Making a safe haven in Dublin

 

Abdul didn't always speak with a stammer. The speech impediment is one of the many legacies of the torture he endured at the hands of former colleagues in the state authorities of a north-African country.

So ashamed and embarrassed was he of the degrading treatment he suffered that when he fled to the Republic he did not initially reveal his past in his application for refugee status.

"I was tortured because I didn't agree with the method they were using to interrogate people. They were giving me a lesson," says the 37-year-old former administrator, his stilted speech punctuated with deep intakes of breath.

"I didn't mention it when I applied for refugee status. I was so ashamed of it. It's in my private parts and it's done in so horrific a way. I told them about torture in my country, but I didn't tell them why I have been tortured."

For most of his four years in the Republic, Abdul has been depressed and suicidal. He has been haunted by the taunts of his torturers and gripped by severe panic attacks that have left him claustrophobic and breathless.
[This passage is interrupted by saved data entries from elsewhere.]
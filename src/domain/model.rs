use chrono::{DateTime, Utc};
use serde::{Deserialize, Serialize};
use std::fmt;

/// One recommended exercise inside a region bucket.
#[derive(Debug, Clone, Copy, PartialEq, Eq, Serialize)]
pub struct ExerciseRecord {
    pub name: &'static str,
    pub description: &'static str,
    pub repetitions: &'static str,
    pub duration: &'static str,
}

/// Key of a recommendation bucket. `General` is the fallback bucket.
#[derive(Debug, Clone, Copy, PartialEq, Eq, Hash, Serialize, Deserialize)]
#[serde(rename_all = "lowercase")]
pub enum BodyRegion {
    Shoulder,
    Back,
    Knee,
    General,
}

impl BodyRegion {
    pub const ALL: [BodyRegion; 4] = [
        BodyRegion::Shoulder,
        BodyRegion::Back,
        BodyRegion::Knee,
        BodyRegion::General,
    ];

    pub fn as_str(&self) -> &'static str {
        match self {
            BodyRegion::Shoulder => "shoulder",
            BodyRegion::Back => "back",
            BodyRegion::Knee => "knee",
            BodyRegion::General => "general",
        }
    }
}

impl fmt::Display for BodyRegion {
    fn fmt(&self, f: &mut fmt::Formatter<'_>) -> fmt::Result {
        f.write_str(self.as_str())
    }
}

/// Outcome of classifying one line of free text. `exercises` is never empty.
#[derive(Debug, Clone, Copy, PartialEq, Eq, Serialize)]
pub struct ClassificationResult {
    pub region: BodyRegion,
    /// Keyword that selected the bucket, `None` for the fallback.
    pub matched_keyword: Option<&'static str>,
    pub exercises: &'static [ExerciseRecord],
}

#[derive(Debug, Clone, Copy, PartialEq, Eq, Serialize, Deserialize)]
#[serde(rename_all = "lowercase")]
pub enum Role {
    User,
    Bot,
}

#[derive(Debug, Clone, PartialEq, Serialize, Deserialize)]
pub struct ChatMessage {
    pub role: Role,
    pub content: String,
    pub timestamp: DateTime<Utc>,
}

impl ChatMessage {
    pub fn user(content: impl Into<String>) -> Self {
        Self {
            role: Role::User,
            content: content.into(),
            timestamp: Utc::now(),
        }
    }

    pub fn bot(content: impl Into<String>) -> Self {
        Self {
            role: Role::Bot,
            content: content.into(),
            timestamp: Utc::now(),
        }
    }
}

#[derive(Debug, Clone, Copy, PartialEq, Eq, Serialize, Deserialize)]
pub enum Difficulty {
    Beginner,
    Intermediate,
    Advanced,
}

impl Difficulty {
    pub fn as_str(&self) -> &'static str {
        match self {
            Difficulty::Beginner => "Beginner",
            Difficulty::Intermediate => "Intermediate",
            Difficulty::Advanced => "Advanced",
        }
    }
}

impl fmt::Display for Difficulty {
    fn fmt(&self, f: &mut fmt::Formatter<'_>) -> fmt::Result {
        f.write_str(self.as_str())
    }
}

impl std::str::FromStr for Difficulty {
    type Err = String;

    fn from_str(s: &str) -> std::result::Result<Self, Self::Err> {
        match s.to_lowercase().as_str() {
            "beginner" => Ok(Difficulty::Beginner),
            "intermediate" => Ok(Difficulty::Intermediate),
            "advanced" => Ok(Difficulty::Advanced),
            other => Err(format!("unknown difficulty: {}", other)),
        }
    }
}

/// Detailed catalog entry shown in the exercise library.
#[derive(Debug, Clone, Copy, PartialEq, Eq, Serialize)]
pub struct LibraryExercise {
    pub id: &'static str,
    pub name: &'static str,
    pub category: &'static str,
    pub description: &'static str,
    pub instructions: &'static [&'static str],
    pub repetitions: &'static str,
    pub duration: &'static str,
    pub difficulty: Difficulty,
    pub body_parts: &'static [&'static str],
}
At one particularly low point, he signed himself in to the Mater Misericordiae Hospital's psychiatric ward for a fortnight. "One doctor in accident and emergency told me I was playing crazy so I can get refugee status in Ireland," he says. "Make sure you write that in red so everyone can see it. That's what made my situation worse."

Abdul felt aggrieved and misunderstood by the medical profession until he started attending a torture-survivors' programme, run by the Congregation of the Holy Spirit as part of its Spiritan Asylum Services Initiative (Spirasi). That was almost a year ago, and today Abdul is proud of the progress he has made in regaining control over his life. He will soon begin attending a speech therapist, to work on his stammer.

Seated in an armchair in a pastel-painted room in Spirasi House, a large Georgian building on the North Circular Road in Dublin, Abdul says that at last he feels secure.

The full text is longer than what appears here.